--- Data supplied ---
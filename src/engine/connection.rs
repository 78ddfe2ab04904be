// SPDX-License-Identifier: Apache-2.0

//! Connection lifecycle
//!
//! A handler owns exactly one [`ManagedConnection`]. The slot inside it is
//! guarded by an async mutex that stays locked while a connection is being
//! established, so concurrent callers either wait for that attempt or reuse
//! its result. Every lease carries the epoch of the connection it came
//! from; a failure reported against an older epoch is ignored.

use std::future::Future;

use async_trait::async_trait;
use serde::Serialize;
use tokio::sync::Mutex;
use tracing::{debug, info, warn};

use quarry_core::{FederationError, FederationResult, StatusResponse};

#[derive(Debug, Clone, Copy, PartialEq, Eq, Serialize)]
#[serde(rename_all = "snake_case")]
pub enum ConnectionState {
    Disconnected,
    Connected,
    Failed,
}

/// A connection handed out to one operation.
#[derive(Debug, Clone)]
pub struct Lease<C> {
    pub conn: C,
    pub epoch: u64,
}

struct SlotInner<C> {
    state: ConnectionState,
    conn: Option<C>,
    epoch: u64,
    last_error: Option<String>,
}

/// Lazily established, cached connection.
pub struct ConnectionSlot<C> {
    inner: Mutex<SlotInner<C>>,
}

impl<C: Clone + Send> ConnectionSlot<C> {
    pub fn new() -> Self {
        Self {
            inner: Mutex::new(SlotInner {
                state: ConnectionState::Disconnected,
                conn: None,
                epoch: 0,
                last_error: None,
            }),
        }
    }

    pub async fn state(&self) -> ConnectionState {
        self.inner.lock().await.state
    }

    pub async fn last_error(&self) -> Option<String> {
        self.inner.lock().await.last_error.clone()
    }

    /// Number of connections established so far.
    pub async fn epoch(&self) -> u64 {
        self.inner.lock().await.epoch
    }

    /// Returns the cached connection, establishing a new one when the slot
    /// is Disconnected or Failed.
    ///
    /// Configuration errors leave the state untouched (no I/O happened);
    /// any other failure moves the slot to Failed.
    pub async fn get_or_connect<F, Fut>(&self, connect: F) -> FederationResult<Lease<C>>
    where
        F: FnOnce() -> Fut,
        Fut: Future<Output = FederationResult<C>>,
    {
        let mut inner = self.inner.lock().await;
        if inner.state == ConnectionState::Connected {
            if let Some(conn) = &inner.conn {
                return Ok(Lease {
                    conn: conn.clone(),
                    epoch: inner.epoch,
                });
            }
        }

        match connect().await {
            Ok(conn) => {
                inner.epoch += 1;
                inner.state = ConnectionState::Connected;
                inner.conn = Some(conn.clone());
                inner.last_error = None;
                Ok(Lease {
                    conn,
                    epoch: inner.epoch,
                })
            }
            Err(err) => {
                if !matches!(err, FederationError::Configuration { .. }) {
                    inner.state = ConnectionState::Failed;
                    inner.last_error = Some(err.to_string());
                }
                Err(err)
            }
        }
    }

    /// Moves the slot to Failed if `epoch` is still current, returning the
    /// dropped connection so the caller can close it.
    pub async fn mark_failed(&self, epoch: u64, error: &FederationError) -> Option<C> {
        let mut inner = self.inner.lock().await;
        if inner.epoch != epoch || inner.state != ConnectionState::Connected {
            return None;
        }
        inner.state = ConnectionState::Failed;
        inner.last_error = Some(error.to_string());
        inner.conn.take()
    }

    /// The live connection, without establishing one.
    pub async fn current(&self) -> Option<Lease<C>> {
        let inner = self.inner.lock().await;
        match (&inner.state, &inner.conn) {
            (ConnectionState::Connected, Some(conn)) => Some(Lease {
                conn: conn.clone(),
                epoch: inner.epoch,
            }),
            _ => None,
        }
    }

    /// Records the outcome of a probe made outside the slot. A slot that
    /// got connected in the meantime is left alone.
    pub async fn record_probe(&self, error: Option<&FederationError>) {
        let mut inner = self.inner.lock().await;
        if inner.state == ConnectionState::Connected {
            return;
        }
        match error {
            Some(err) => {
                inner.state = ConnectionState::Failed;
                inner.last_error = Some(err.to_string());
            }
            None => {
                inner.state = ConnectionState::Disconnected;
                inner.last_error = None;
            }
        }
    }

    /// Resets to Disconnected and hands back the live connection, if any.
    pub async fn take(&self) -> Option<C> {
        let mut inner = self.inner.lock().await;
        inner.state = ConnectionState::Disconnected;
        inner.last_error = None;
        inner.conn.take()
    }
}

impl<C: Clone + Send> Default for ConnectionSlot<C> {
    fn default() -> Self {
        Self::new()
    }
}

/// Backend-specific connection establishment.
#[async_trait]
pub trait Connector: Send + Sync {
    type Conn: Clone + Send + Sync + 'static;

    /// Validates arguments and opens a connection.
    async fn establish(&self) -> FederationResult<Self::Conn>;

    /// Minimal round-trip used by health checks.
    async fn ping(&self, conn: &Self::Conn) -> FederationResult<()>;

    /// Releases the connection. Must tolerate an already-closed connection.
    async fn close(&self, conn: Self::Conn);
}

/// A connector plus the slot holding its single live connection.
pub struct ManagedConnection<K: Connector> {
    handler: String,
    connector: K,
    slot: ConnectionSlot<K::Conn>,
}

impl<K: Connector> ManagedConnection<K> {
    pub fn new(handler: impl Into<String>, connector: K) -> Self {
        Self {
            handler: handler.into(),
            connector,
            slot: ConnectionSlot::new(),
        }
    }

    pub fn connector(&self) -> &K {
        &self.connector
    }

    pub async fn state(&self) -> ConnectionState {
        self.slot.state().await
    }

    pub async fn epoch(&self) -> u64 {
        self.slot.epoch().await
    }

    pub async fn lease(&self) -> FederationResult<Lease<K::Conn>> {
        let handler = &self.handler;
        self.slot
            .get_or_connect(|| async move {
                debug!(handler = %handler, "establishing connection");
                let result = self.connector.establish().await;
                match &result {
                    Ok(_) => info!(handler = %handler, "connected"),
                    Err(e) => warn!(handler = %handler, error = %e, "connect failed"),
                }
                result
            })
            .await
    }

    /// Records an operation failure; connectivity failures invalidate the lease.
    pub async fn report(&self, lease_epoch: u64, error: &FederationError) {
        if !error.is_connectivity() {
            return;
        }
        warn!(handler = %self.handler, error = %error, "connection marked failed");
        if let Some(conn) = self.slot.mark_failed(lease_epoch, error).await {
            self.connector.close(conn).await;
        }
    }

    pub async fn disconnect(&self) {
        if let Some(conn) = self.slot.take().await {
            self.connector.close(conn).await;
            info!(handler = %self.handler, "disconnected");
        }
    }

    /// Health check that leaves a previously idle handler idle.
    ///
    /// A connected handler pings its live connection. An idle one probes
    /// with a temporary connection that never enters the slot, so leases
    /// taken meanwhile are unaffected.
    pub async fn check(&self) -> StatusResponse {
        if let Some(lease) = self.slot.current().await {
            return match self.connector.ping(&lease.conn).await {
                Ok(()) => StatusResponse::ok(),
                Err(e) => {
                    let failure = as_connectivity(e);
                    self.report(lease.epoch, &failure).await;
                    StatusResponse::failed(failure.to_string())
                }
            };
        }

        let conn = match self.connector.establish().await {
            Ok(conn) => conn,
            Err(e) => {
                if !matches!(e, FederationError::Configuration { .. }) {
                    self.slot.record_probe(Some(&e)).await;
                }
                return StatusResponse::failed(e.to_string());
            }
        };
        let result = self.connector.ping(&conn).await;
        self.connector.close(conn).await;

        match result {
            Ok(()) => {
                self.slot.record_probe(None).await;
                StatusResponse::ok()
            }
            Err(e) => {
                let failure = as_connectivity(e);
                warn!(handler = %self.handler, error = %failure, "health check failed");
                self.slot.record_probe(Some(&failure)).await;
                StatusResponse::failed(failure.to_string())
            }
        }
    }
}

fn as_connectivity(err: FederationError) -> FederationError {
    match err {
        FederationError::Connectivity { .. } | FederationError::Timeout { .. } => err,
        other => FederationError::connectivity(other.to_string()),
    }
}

--- Problem description ---
From the listing above, copy all lines holding the word "Future".

--- Exercise answer ---
use std::future::Future;
        Fut: Future<Output = FederationResult<C>>,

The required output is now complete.